Código Florestal restritivo impactaria menos produção

Se a presidente Dilma Rousseff vetar o projeto de lei aprovado na Câmara que reforma o Código Florestal e retomar um texto nos moldes do votado no Senado no fim de 2011, a perda de produção agrícola no País pode ficar em torno de 3 milhões de hectares. O número, que considera a recuperação de matas ciliares, foi obtido com base em análise de especialistas em cima de cálculo do Ministério do Meio Ambiente sobre quanto deveria ser recomposto de vegetação natural com o texto do Senado.

No ano passado, uma projeção feita no Departamento de Florestas da Secretaria de Biodiversidade e Florestas do MMA considerou que, ao todo, seriam necessários recuperar cerca de 31,5 milhões de hectares (Mha), sendo 18 Mha de Reserva Legal e entre 12,5 Mha e 15 Mha de Área de Preservação Permanente. No entanto, especialistas ouvidos pelo Estado ponderam que o foco tem de ser em APP, visto que o texto do Senado prevê a possibilidade de o déficit de reserva legal ser compensado em outra área.

Por outro lado, em APPs, pesquisas apontam que o grosso de sua ocupação não é para produzir arroz e feijão. Cerca de 80% do uso irregular é de pecuária de baixa produtividade – somente os 20% restantes seriam de fato são ocupados por agricultura. Daí o cálculo de que a perda de área para produção agrícola seria de no máximo 3 Mha.

A questão é delicada hoje no Brasil porque faltam dados sobre como se dá exatamente a ocupação do solo no Brasil. Cálculos a partir de imagens de satélite não são 100% precisos e ainda não existe uma adesão dos proprietários ao cadastro rural.

Compensação polêmica

Os ruralistas, por exemplo, têm uma visão mais dramática. A senadora Kátia Abreu (PSD/TO) considera que se voltar o texto do Senado, o Brasil vai acabar abrindo mão de toda a área prevista na recuperação – que ela diz ser ainda um pouco maior, de 33 milhões de hectares.

Ela questiona, por exemplo, a compensação de RL em outro lugar. “Só temos 27,7% de área de produção agrícola no Brasil, descontados os 11% que são preservados nas propriedades particulares. O resto do País é terra devoluta do Incra, terra de índio, parques nacionais ou terras de Marinha e Exército e cidade. Onde eu vou arrumar floresta para compensar mesmo? É lógico que é em área de produção.”

A análise considerada pela comunidade científica é bem diferente.

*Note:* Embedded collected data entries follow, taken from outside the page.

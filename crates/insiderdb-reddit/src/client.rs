//! HTTP client for a subreddit's public `new.json` listing.
//!
//! No OAuth: the public listing endpoint only requires a descriptive
//! User-Agent. Non-2xx statuses raise immediately; retrying is the caller's
//! decision, not this layer's.

use std::time::Duration;

use reqwest::{Client, Url};
use serde::Deserialize;

use crate::error::RedditError;

const DEFAULT_BASE_URL: &str = "https://www.reddit.com/";

/// Listing envelope: `{ "data": { "children": [...], "after": ... } }`.
#[derive(Debug, Deserialize)]
struct Listing {
    data: ListingData,
}

#[derive(Debug, Deserialize)]
struct ListingData {
    children: Vec<Child>,
    after: Option<String>,
}

#[derive(Debug, Deserialize)]
struct Child {
    data: RedditPost,
}

/// One post from a subreddit listing. Ephemeral; exists only during one
/// fetch cycle.
#[derive(Debug, Clone, Deserialize)]
pub struct RedditPost {
    pub id: String,
    #[serde(default)]
    pub title: String,
    #[serde(default)]
    pub selftext: String,
    #[serde(default)]
    pub created_utc: f64,
    #[serde(default)]
    pub permalink: String,
    #[serde(default)]
    pub author: String,
    #[serde(default)]
    pub score: i64,
}

/// Client for the public subreddit listing endpoint.
pub struct RedditClient {
    client: Client,
    base_url: Url,
}

impl RedditClient {
    /// Creates a client pointed at reddit.com.
    ///
    /// # Errors
    ///
    /// Returns [`RedditError::Http`] if the underlying `reqwest::Client`
    /// cannot be constructed.
    pub fn new(user_agent: &str, timeout_secs: u64) -> Result<Self, RedditError> {
        Self::with_base_url(user_agent, timeout_secs, DEFAULT_BASE_URL)
    }

    /// Creates a client with a custom base URL (for testing with wiremock).
    ///
    /// # Errors
    ///
    /// Returns [`RedditError::Http`] if the client cannot be constructed or
    /// [`RedditError::UnexpectedStatus`] if `base_url` does not parse.
    pub fn with_base_url(
        user_agent: &str,
        timeout_secs: u64,
        base_url: &str,
    ) -> Result<Self, RedditError> {
        let client = Client::builder()
            .timeout(Duration::from_secs(timeout_secs))
            .connect_timeout(Duration::from_secs(10))
            .user_agent(user_agent)
            .build()?;

        let normalised = format!("{}/", base_url.trim_end_matches('/'));
        let base_url = Url::parse(&normalised).map_err(|e| RedditError::UnexpectedStatus {
            status: 0,
            url: format!("invalid base URL: {e}"),
        })?;

        Ok(Self { client, base_url })
    }

    /// Fetches one page of a subreddit's newest posts, optionally resuming
    /// from an `after` cursor. Returns the posts plus the next cursor.
    ///
    /// # Errors
    ///
    /// - [`RedditError::UnexpectedStatus`] on any non-2xx response.
    /// - [`RedditError::Http`] on network failure.
    /// - [`RedditError::Deserialize`] if the listing body does not parse.
    pub async fn fetch_new_posts(
        &self,
        subreddit: &str,
        limit: usize,
        after: Option<&str>,
    ) -> Result<(Vec<RedditPost>, Option<String>), RedditError> {
        let mut url = self
            .base_url
            .join(&format!("r/{subreddit}/new.json"))
            .map_err(|e| RedditError::UnexpectedStatus {
                status: 0,
                url: format!("invalid subreddit path: {e}"),
            })?;

        {
            let mut pairs = url.query_pairs_mut();
            pairs.append_pair("limit", &limit.to_string());
            pairs.append_pair("raw_json", "1");
            if let Some(cursor) = after {
                pairs.append_pair("after", cursor);
            }
        }

        let response = self.client.get(url.clone()).send().await?;
        let status = response.status();
        if !status.is_success() {
            return Err(RedditError::UnexpectedStatus {
                status: status.as_u16(),
                url: url.to_string(),
            });
        }

        let body = response.text().await?;
        let listing: Listing =
            serde_json::from_str(&body).map_err(|e| RedditError::Deserialize {
                context: format!("r/{subreddit}/new.json"),
                source: e,
            })?;

        let posts = listing
            .data
            .children
            .into_iter()
            .map(|child| child.data)
            .collect();

        Ok((posts, listing.data.after))
    }
}
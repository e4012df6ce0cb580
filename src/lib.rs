//! # rachunek
//!
//! Retail invoicing: products with category-specific tax and excise,
//! aggregated by quantity into sequentially numbered invoices.
//!
//! All monetary values use [`rust_decimal::Decimal`] — never floating point.
//!
//! ## Quick Start
//!
//! ```rust
//! use rachunek::core::*;
//! use rust_decimal_macros::dec;
//!
//! let mut invoice = Invoice::new();
//! invoice.add_product_quantity(Product::tax_free("Kubek", dec!(5)).unwrap(), 2).unwrap();
//! invoice.add_product_quantity(Product::dairy("Kozi Serek", dec!(10)).unwrap(), 3).unwrap();
//! invoice.add_product_quantity(Product::other("Pinezka", dec!(0.01)).unwrap(), 1000).unwrap();
//!
//! assert_eq!(invoice.net_total(), dec!(50));
//! assert_eq!(invoice.gross_total(), dec!(54.70));
//! assert_eq!(invoice.gross_total(), invoice.net_total() + invoice.tax_total());
//! ```
//!
//! ## Product categories
//!
//! | Category | Tax | Excise |
//! |----------|-----|--------|
//! | `Other` | 23% | 0 |
//! | `Dairy` | 8% | 0 |
//! | `TaxFree` | 0% | 0 |
//! | `Alcohol` | 23% | 5.56 |
//! | `LiquidFuel` | 0% | 5.56 |
//!
//! ## Feature Flags
//!
//! | Feature | Description |
//! |---------|-------------|
//! | `core` (default) | Product, invoice and numbering types |
//!
//! The library emits `tracing` events at `debug` level and never installs a
//! subscriber itself.

#[cfg(feature = "core")]
pub mod core;

// Re-export core types at crate root for convenience
#[cfg(feature = "core")]
pub use crate::core::*;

De acordo com cálculos do agrônomo Gerd Sparovek, da Esalq/USP, sobram áreas para fazer essa compensação.

“A sobra que existe de vegetação natural fora de APP e RL e de Unidade de Conservação são 294 milhões de hectares. Não é tudo propriedade privada, claro. Isso inclui terra pública não destinada, que não tem titulação e que não sabemos quanto é exatamente”, afirma. “Mas tem área suficiente em todos os biomas. O que acontece é que alguns Estados não têm, como São Paulo e Paraná. As propriedades deles teriam de compensar no mesmo bioma, mas em outros Estados.”

O texto do Senado prevê essa possibilidade. E pressupõe também que a compensação é uma espécie de mecanismo de mercado. “O proprietário que ceder sua terra para outro proprietário resolver seu déficit vai receber por isso. Não é bondade”, diz.

O próprio censo agropecuário do IBGE de 2006 – o mais recente – conta uma história diferente. Segundo o levantamento, os proprietários rurais declararam a existência em suas terras de 94 Mha de florestas, sendo 50,2 Mha destinadas para APP ou RL; 8,2 Mha são de florestas consorciadas com pastagem e 35,6 Mha são de matas e florestas fora de APP. Em teoria, a compensação poderia também ocorrer aí.

Pastagem improdutiva

Por isso, defendem pesquisadores, o foco se volta para as regiões de mata ciliar. Nelas sim a recuperação envolve transformar área hoje usada para produção.

Segundo projeção feita por Sparovek sobre o total de déficit de área protegida em propriedades agrícolas hoje no Brasil, com base no Código Florestal ainda vigente, faltam cerca de 55 Mha de APP. Desses, 45 Mha seriam ocupados por pecuária e 10 Mha por agricultura. Daí sai a proporção citada no início do texto.

E recuperar pastagem, dizem os cientistas, é na verdade um bom negócio para o próprio produtor. Como em geral no Brasil a produtividade dessas áreas é muito baixo, em torno de uma cabeça de gado por hectare, investimentos que pudessem ao menos dobrar isso acabariam liberando cerca de 70 Mha no País e compensariam a “perda” com a recuperação de mata. As informações são do jornal O Estado de S. Paulo.